_WHAT YOU WILL DO_. What lines in the data below mention the string "Debug"? Copy them out.

_DATA EXTRACTS_.
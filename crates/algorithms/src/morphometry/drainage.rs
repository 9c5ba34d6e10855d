//! Drainage network metrics.

use crate::hydrology::StreamNetwork;
use serde::{Deserialize, Serialize};
use std::collections::BTreeMap;
use std::fmt;

/// Drainage density class (km/km²)
#[derive(Debug, Clone, Copy, PartialEq, Eq, Serialize, Deserialize)]
pub enum DensityClass {
    #[serde(rename = "Baja")]
    Low,
    #[serde(rename = "Moderada")]
    Moderate,
    #[serde(rename = "Alta")]
    High,
    #[serde(rename = "Muy Alta")]
    VeryHigh,
}

impl DensityClass {
    pub fn from_density(d: f64) -> Self {
        if d < 1.0 {
            DensityClass::Low
        } else if d < 2.0 {
            DensityClass::Moderate
        } else if d < 3.0 {
            DensityClass::High
        } else {
            DensityClass::VeryHigh
        }
    }

    pub fn label(&self) -> &'static str {
        match self {
            DensityClass::Low => "Baja",
            DensityClass::Moderate => "Moderada",
            DensityClass::High => "Alta",
            DensityClass::VeryHigh => "Muy Alta",
        }
    }
}

impl fmt::Display for DensityClass {
    fn fmt(&self, f: &mut fmt::Formatter<'_>) -> fmt::Result {
        f.write_str(self.label())
    }
}

#[derive(Debug, Clone, PartialEq, Serialize, Deserialize)]
pub struct DrainageMetrics {
    pub threshold_cells: f64,
    pub segment_count: usize,
    pub channel_cells: usize,
    pub total_length_km: f64,
    /// Stream length per unit area (km/km²)
    pub drainage_density: Option<f64>,
    pub density_class: Option<DensityClass>,
    /// Segments per km²
    pub stream_frequency: Option<f64>,
    pub max_order: u32,
    pub order_counts: BTreeMap<u32, usize>,
}

pub fn drainage_metrics(network: &StreamNetwork, area_km2: f64) -> DrainageMetrics {
    let total_length_km = network.total_length_m() / 1e3;
    let segment_count = network.len();

    let drainage_density = (area_km2 > 0.0).then(|| total_length_km / area_km2);
    let stream_frequency = (area_km2 > 0.0).then(|| segment_count as f64 / area_km2);

    DrainageMetrics {
        threshold_cells: network.threshold_cells,
        segment_count,
        channel_cells: network.channel_cell_count(),
        total_length_km,
        drainage_density,
        density_class: drainage_density.map(DensityClass::from_density),
        stream_frequency,
        max_order: network.max_order(),
        order_counts: network.order_counts(),
    }
}

#[cfg(test)]
mod tests {
    use super::*;
    use crate::hydrology::StreamSegment;

    fn network() -> StreamNetwork {
        let seg = |id, order, downstream, length_m| StreamSegment {
            id,
            cells: vec![(0, id)],
            order,
            downstream,
            upstream: vec![],
            length_m,
        };
        StreamNetwork {
            threshold_cells: 10.0,
            segments: vec![seg(0, 2, None, 1500.0), seg(1, 1, Some(0), 500.0), seg(2, 1, Some(0), 1000.0)],
        }
    }

    #[test]
    fn test_density_and_frequency() {
        let m = drainage_metrics(&network(), 2.0);
        assert_eq!(m.segment_count, 3);
        assert_eq!(m.total_length_km, 3.0);
        assert_eq!(m.drainage_density, Some(1.5));
        assert_eq!(m.density_class, Some(DensityClass::Moderate));
        assert_eq!(m.stream_frequency, Some(1.5));
        assert_eq!(m.max_order, 2);
        assert_eq!(m.order_counts.get(&1), Some(&2));
    }

    #[test]
    fn test_zero_area() {
        let m = drainage_metrics(&network(), 0.0);
        assert_eq!(m.drainage_density, None);
        assert_eq!(m.density_class, None);
    }
}
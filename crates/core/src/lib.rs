//! # Cuenca Core
//!
//! Core types and I/O for DEM-based watershed delineation.
//!
//! This crate provides:
//! - `Raster<T>`: Generic raster grid type
//! - `GeoTransform`: Affine transformation for georeferencing
//! - `CRS`: Coordinate Reference System handling, with WGS84 ↔ UTM conversion
//! - `ElevationGrid`: validated, immutable DEM shared by delineation requests
//! - Native GeoTIFF I/O
//! - Feature types for exporting delineation artifacts

pub mod crs;
pub mod dem;
pub mod error;
pub mod io;
pub mod raster;
pub mod vector;

pub use crs::CRS;
pub use dem::{Coordinate, DemId, ElevationGrid};
pub use error::{Error, Result};
pub use raster::{GeoTransform, Raster, RasterElement};

/// Prelude for convenient imports
pub mod prelude {
    pub use crate::crs::CRS;
    pub use crate::dem::{Coordinate, DemId, ElevationGrid};
    pub use crate::error::{Error, Result};
    pub use crate::raster::{d8, GeoTransform, Raster, RasterElement};
}
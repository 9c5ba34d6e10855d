//! Hydrological analysis algorithms
//!
//! Everything needed to go from a DEM to a delineated watershed:
//! - Priority-Flood: depression filling with an epsilon gradient (Barnes 2014)
//! - Flow direction: D8 single flow direction
//! - Flow accumulation: upstream cell counts in one ordered pass
//! - Flow model: the three above bundled, with a shared LRU cache
//! - Outlet: snapping a pour point to the strongest nearby channel
//! - Watershed: upstream mask of an outlet and its boundary polygon
//! - Stream network: channel links with Strahler order
//! - Flow path: longest flow path to the outlet

mod boundary;
pub(crate) mod flow_accumulation;
pub(crate) mod flow_direction;
mod flow_model;
mod flow_path;
mod outlet;
mod priority_flood;
mod stream_network;
mod watershed;

pub use boundary::mask_polygon;
pub use flow_accumulation::flow_accumulation;
pub use flow_direction::{flow_direction, flow_direction_scaled};
pub use flow_model::{FlowModel, FlowModelCache, FlowModelParams};
pub use flow_path::{longest_flow_path, FlowPath};
pub use outlet::{resolve_outlet, OutletPoint, SnapParams};
pub use priority_flood::{priority_flood, PriorityFloodParams};
pub use stream_network::{extract_streams, ChannelThreshold, StreamNetwork, StreamParams, StreamSegment};
pub use watershed::{trace_watershed, WatershedMask};
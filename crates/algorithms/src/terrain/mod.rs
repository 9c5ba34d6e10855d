//! Terrain analysis algorithms
//!
//! - Slope: rate of change of elevation (Horn 1981)

mod slope;

pub use slope::{slope_scaled, SlopeUnits};
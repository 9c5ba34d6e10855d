//! Cell value types

use num_traits::{NumCast, Zero};
use std::fmt::Debug;

/// Types that can be stored in a raster cell.
///
/// Elevations and accumulations are `f64`, D8 codes and masks `u8`.
/// Integer types are kept so DEMs stored as 16/32-bit integers decode directly.
pub trait RasterElement:
    Copy + Debug + PartialOrd + NumCast + Zero + Send + Sync + 'static
{
    /// Value written where a cell has no data and no sentinel was declared
    fn default_nodata() -> Self;

    /// Whether this value represents no-data under the given sentinel
    fn is_nodata(&self, nodata: Option<Self>) -> bool;

    fn to_f64(self) -> Option<f64> {
        NumCast::from(self)
    }
}

macro_rules! impl_int_element {
    ($($t:ty),*) => {$(
        impl RasterElement for $t {
            fn default_nodata() -> Self {
                <$t>::MIN
            }

            fn is_nodata(&self, nodata: Option<Self>) -> bool {
                nodata == Some(*self)
            }
        }
    )*};
}

macro_rules! impl_float_element {
    ($($t:ty),*) => {$(
        impl RasterElement for $t {
            fn default_nodata() -> Self {
                <$t>::NAN
            }

            // NaN is always no-data, with or without a declared sentinel.
            fn is_nodata(&self, nodata: Option<Self>) -> bool {
                self.is_nan()
                    || nodata.is_some_and(|nd| (self - nd).abs() <= <$t>::EPSILON * nd.abs().max(1.0))
            }
        }
    )*};
}

impl_int_element!(u8, i16, u16, i32, u32);
impl_float_element!(f32, f64);
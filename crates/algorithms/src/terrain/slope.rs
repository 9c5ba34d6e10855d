//! Slope calculation from DEMs
//!
//! Calculates the rate of change of elevation using the Horn (1981) method,
//! which uses a 3x3 neighborhood to compute partial derivatives.

use crate::maybe_rayon::collect_rows;
use cuenca_core::raster::Raster;
use cuenca_core::{Error, Result};
use ndarray::Array2;
use serde::{Deserialize, Serialize};

/// Units for slope output
#[derive(Debug, Clone, Copy, PartialEq, Eq, Default, Serialize, Deserialize)]
#[serde(rename_all = "snake_case")]
pub enum SlopeUnits {
    /// Degrees (0-90)
    #[default]
    Degrees,
    /// Percent (0-infinity, typically 0-100+)
    Percent,
    /// Rise over run (m/m)
    Ratio,
    /// Radians (0-π/2)
    Radians,
}

impl SlopeUnits {
    fn from_gradient(self, gradient: f64) -> f64 {
        match self {
            SlopeUnits::Degrees => gradient.atan().to_degrees(),
            SlopeUnits::Percent => gradient * 100.0,
            SlopeUnits::Ratio => gradient,
            SlopeUnits::Radians => gradient.atan(),
        }
    }
}

/// Horn (1981) slope over a 3x3 neighborhood:
/// ```text
/// a b c
/// d e f
/// g h i
/// ```
///
/// dz/dx = ((c + 2f + i) - (a + 2d + g)) / (8 * cell_width)
/// dz/dy = ((g + 2h + i) - (a + 2b + c)) / (8 * cell_height)
/// slope = atan(sqrt(dz/dx² + dz/dy²))
///
/// Cell dimensions are metric, so geographic grids pass their converted
/// sizes. Edge cells and cells whose 3x3 window touches no-data are NaN.
pub fn slope_scaled(dem: &Raster<f64>, cell_width: f64, cell_height: f64, units: SlopeUnits) -> Result<Raster<f64>> {
    if !(cell_width > 0.0 && cell_height > 0.0) {
        return Err(Error::InvalidParameter {
            name: "cell_size",
            value: format!("{}x{}", cell_width, cell_height),
            reason: "cell dimensions must be positive".into(),
        });
    }

    let (rows, cols) = dem.shape();
    let data = dem.data();
    let eight_w = 8.0 * cell_width;
    let eight_h = 8.0 * cell_height;

    let output_data: Vec<f64> = collect_rows(rows, |row| {
        let mut row_data = vec![f64::NAN; cols];

        // Need a full 3x3 neighborhood
        if row == 0 || row + 1 >= rows {
            return row_data;
        }

        for col in 1..cols.saturating_sub(1) {
            let z = |dr: usize, dc: usize| data[(row + dr - 1, col + dc - 1)];
            let (a, b, c) = (z(0, 0), z(0, 1), z(0, 2));
            let (d, e, f) = (z(1, 0), z(1, 1), z(1, 2));
            let (g, h, i) = (z(2, 0), z(2, 1), z(2, 2));

            if [a, b, c, d, e, f, g, h, i].iter().any(|v| dem.is_nodata(*v)) {
                continue;
            }

            // Horn's method
            let dz_dx = ((c + 2.0 * f + i) - (a + 2.0 * d + g)) / eight_w;
            let dz_dy = ((g + 2.0 * h + i) - (a + 2.0 * b + c)) / eight_h;

            row_data[col] = units.from_gradient(dz_dx.hypot(dz_dy));
        }

        row_data
    });

    let array = Array2::from_shape_vec((rows, cols), output_data)
        .map_err(|e| Error::Other(e.to_string()))?;
    dem.with_data(array, Some(f64::NAN))
}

_WRITTEN RESPONSE_.
#[derive(Debug, Clone, Copy, PartialEq, Eq, Serialize, Deserialize)]
#[derive(Debug, Clone, PartialEq, Serialize, Deserialize)]
use std::fmt::Debug;
    Copy + Debug + PartialOrd + NumCast + Zero + Send + Sync + 'static
#[derive(Debug, Clone, Copy, PartialEq, Eq, Default, Serialize, Deserialize)]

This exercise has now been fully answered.